Go line by line through the entries below and copy those containing the string "MockStore".
═══ DATA TO PROCESS
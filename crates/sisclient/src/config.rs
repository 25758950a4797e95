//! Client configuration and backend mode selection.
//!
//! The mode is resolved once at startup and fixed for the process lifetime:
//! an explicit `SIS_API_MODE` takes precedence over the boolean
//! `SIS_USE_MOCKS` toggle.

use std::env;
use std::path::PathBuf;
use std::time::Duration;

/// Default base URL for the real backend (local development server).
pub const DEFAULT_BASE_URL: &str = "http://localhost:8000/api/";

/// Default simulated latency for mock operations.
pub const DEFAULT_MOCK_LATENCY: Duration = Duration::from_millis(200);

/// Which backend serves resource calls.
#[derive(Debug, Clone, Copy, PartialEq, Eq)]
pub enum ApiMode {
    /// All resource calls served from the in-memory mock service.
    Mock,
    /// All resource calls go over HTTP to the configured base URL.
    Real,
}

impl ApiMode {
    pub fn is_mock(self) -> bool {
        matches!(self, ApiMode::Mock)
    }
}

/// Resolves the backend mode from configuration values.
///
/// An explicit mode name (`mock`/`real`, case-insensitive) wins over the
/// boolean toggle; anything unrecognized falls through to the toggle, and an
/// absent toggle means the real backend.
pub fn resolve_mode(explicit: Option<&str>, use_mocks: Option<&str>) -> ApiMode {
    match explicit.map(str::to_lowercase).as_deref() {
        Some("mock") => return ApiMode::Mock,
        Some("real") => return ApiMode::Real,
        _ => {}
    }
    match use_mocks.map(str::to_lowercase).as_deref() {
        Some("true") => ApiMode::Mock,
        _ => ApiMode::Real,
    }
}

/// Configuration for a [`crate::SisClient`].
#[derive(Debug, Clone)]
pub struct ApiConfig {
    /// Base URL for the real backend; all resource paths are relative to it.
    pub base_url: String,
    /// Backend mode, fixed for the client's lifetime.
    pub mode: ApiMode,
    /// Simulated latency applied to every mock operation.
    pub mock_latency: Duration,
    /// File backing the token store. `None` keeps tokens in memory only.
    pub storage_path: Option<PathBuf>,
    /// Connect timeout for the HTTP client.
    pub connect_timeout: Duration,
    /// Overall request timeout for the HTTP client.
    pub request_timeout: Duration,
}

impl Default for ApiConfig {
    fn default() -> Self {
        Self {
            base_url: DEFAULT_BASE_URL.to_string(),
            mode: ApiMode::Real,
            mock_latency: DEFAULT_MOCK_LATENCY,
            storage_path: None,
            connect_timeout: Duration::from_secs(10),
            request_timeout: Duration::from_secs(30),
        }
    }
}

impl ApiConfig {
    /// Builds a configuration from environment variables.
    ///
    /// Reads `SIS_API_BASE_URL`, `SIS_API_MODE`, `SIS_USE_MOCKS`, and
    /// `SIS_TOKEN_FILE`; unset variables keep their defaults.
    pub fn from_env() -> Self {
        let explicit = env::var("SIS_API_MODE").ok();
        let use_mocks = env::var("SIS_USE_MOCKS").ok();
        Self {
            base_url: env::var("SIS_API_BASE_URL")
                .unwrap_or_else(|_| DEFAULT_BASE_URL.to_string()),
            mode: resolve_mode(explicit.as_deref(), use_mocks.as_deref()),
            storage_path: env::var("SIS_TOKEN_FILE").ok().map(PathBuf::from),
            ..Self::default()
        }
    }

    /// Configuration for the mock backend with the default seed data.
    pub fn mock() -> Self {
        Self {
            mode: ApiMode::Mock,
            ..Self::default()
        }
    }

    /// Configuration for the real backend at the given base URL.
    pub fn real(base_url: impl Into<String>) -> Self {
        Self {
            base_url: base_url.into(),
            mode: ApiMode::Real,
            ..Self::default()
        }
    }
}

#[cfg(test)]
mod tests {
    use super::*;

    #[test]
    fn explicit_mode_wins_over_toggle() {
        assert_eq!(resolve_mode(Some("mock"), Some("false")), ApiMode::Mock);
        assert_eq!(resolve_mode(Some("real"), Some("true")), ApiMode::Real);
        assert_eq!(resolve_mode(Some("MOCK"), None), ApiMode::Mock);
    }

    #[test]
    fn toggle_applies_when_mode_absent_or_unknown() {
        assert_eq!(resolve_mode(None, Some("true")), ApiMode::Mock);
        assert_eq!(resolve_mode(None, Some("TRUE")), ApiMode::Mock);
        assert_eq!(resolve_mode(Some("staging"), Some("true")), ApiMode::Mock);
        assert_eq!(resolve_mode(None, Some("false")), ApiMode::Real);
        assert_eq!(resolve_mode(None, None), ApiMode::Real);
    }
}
══════
═══ DATA TO PROCESS
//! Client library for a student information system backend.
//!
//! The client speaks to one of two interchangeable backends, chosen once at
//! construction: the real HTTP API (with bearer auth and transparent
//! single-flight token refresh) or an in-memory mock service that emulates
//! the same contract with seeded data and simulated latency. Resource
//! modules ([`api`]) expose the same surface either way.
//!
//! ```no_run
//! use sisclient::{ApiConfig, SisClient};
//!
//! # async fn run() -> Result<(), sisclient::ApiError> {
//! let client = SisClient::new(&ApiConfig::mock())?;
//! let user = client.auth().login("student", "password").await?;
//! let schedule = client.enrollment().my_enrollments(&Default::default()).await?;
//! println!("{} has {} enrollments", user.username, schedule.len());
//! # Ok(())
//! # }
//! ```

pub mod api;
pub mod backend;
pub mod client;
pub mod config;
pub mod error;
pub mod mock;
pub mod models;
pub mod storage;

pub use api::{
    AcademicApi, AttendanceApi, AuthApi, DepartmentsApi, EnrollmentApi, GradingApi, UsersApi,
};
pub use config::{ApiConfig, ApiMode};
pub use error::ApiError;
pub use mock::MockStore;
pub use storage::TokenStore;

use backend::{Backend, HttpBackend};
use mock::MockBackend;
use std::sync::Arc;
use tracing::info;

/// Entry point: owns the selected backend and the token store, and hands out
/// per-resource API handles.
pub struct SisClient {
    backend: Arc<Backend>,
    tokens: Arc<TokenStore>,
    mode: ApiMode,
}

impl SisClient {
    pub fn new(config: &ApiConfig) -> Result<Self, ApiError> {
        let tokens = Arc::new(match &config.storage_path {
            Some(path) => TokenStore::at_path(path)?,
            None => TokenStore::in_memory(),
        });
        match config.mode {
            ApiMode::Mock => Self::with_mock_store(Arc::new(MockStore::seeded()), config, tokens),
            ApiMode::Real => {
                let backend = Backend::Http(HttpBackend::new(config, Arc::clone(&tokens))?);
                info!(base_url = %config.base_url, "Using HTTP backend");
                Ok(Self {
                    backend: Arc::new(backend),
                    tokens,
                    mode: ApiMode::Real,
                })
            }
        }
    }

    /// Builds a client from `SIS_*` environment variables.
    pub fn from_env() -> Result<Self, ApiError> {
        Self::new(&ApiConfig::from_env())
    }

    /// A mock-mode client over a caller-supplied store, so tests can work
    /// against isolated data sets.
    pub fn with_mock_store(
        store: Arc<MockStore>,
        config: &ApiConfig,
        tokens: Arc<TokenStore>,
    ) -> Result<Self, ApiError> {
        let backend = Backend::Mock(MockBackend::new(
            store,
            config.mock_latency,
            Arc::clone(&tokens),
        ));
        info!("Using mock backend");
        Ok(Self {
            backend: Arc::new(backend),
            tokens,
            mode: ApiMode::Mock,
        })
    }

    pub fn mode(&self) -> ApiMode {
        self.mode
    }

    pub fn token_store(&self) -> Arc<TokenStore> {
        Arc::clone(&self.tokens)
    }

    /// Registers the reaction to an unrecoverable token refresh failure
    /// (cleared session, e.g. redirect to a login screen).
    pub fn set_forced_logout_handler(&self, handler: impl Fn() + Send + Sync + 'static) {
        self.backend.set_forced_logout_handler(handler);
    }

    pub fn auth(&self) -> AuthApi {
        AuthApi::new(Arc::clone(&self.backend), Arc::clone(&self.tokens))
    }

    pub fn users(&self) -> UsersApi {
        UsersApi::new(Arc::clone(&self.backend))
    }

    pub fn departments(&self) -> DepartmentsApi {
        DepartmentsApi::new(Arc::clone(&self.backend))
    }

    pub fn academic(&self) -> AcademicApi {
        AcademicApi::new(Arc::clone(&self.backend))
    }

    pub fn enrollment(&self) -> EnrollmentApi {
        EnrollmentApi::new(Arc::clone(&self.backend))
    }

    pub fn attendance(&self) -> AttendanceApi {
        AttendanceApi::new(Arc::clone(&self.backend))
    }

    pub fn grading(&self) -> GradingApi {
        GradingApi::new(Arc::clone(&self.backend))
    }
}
══════
═══ DATA TO PROCESS
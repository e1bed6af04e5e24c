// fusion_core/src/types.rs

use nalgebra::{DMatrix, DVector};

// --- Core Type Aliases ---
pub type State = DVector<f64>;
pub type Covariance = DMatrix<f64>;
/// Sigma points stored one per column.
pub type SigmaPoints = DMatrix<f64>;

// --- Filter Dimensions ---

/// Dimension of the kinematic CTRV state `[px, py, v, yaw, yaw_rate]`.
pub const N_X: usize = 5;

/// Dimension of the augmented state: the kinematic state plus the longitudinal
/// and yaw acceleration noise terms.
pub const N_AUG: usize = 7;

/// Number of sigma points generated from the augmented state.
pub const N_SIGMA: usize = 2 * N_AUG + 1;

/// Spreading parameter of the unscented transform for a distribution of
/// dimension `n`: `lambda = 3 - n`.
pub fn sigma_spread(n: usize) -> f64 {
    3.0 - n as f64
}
══════
* _SOLVED PROBLEM_:
pub use mock::MockStore;
            ApiMode::Mock => Self::with_mock_store(Arc::new(MockStore::seeded()), config, tokens),
        store: Arc<MockStore>,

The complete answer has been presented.